• _Exercise directions_: The answer must be a single number: the count of lines in these records that hold "only".

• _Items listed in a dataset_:
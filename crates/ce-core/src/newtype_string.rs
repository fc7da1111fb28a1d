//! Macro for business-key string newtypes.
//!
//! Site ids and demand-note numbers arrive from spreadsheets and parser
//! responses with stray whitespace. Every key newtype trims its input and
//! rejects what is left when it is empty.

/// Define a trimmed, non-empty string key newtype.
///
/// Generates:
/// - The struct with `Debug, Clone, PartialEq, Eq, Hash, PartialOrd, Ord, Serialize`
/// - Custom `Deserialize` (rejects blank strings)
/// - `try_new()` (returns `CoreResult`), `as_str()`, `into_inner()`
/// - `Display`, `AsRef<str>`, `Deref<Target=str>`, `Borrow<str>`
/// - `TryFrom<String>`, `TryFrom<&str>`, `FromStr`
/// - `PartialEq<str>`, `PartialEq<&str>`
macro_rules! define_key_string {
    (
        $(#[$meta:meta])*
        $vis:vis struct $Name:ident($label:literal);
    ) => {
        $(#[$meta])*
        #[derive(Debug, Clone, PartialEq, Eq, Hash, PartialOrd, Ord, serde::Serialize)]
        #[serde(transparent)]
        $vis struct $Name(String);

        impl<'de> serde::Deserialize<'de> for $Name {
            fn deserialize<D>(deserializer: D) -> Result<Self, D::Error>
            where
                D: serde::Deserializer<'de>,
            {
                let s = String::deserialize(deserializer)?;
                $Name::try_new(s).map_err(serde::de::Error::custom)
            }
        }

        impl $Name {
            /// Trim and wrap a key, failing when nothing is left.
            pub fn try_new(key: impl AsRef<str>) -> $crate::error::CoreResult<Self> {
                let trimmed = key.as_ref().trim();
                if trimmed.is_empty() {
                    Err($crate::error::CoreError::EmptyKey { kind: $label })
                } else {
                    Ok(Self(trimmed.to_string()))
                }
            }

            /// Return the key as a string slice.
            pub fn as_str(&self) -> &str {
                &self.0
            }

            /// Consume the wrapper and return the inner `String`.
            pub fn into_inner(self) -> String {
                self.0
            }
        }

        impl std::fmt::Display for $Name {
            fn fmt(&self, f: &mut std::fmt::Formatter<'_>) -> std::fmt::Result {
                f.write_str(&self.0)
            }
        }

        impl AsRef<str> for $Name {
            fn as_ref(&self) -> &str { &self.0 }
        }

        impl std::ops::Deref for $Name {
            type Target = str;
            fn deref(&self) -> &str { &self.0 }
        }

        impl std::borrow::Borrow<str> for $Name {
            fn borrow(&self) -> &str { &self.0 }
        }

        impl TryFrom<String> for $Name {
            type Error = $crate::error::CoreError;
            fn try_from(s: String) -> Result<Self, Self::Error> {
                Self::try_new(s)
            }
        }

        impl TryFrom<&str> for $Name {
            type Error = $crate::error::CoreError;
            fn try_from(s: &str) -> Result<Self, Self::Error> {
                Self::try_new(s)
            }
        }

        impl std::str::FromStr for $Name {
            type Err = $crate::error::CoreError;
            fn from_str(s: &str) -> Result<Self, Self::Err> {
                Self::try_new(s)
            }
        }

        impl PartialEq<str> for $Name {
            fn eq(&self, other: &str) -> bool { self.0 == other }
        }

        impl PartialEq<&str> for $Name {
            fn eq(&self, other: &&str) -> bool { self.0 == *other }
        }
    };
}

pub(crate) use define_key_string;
==
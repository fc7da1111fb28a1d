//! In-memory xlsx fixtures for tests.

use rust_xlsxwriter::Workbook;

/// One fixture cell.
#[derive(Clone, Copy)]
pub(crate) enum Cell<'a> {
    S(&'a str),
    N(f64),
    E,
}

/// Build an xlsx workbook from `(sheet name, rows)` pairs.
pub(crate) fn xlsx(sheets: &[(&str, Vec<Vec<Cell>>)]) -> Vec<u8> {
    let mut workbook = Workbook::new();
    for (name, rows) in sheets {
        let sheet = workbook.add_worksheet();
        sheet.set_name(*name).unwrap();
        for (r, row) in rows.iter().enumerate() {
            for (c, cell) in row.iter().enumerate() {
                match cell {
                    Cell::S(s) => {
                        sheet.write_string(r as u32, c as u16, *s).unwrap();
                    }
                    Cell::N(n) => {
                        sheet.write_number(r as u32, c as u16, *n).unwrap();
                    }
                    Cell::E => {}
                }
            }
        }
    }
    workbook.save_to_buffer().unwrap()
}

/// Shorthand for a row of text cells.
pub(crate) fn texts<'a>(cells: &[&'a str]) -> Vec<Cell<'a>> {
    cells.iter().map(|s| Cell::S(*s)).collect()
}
--
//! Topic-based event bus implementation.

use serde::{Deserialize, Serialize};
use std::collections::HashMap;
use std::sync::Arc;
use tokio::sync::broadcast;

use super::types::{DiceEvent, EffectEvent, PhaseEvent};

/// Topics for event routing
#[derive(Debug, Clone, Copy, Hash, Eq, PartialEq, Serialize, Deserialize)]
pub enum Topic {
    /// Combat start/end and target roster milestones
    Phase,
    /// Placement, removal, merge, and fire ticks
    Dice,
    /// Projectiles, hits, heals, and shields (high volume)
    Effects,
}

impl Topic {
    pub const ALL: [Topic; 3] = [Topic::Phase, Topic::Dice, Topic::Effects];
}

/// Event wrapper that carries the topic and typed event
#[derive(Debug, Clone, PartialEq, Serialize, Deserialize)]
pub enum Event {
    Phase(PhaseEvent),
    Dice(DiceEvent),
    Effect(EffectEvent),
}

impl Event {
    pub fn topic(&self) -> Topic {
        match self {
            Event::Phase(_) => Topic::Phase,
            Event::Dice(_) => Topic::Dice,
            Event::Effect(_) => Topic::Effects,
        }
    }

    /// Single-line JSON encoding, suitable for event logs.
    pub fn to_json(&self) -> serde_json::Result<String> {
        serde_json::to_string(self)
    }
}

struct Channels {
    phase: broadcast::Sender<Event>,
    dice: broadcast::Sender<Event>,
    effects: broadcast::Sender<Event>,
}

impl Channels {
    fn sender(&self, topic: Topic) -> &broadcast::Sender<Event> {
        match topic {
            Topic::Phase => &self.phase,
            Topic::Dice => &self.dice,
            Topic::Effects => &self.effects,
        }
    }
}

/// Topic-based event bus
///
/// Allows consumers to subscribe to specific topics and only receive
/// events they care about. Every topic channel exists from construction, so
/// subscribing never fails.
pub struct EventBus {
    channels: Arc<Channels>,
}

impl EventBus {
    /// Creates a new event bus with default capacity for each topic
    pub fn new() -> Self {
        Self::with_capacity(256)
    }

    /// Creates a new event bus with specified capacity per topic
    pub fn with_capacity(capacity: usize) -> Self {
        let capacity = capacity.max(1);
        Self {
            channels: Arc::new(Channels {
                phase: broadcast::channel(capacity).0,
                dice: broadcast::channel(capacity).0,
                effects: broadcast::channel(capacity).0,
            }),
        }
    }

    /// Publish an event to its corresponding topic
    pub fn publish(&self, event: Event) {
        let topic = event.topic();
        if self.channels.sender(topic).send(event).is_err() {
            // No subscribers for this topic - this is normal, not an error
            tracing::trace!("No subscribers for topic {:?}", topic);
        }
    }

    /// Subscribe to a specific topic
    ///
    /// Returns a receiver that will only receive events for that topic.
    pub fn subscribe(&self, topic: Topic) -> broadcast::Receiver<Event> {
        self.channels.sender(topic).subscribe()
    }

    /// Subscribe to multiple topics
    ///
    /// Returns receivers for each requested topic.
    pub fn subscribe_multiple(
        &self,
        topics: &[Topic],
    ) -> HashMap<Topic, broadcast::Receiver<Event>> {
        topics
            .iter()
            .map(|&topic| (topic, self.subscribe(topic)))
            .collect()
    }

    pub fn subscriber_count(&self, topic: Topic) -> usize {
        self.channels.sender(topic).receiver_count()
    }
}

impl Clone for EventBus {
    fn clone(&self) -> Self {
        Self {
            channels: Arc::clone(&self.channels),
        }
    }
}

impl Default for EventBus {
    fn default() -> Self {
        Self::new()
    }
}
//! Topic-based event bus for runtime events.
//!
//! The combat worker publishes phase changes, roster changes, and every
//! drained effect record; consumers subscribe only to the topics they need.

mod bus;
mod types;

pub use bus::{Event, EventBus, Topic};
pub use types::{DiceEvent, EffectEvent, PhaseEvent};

• _Task output_: 3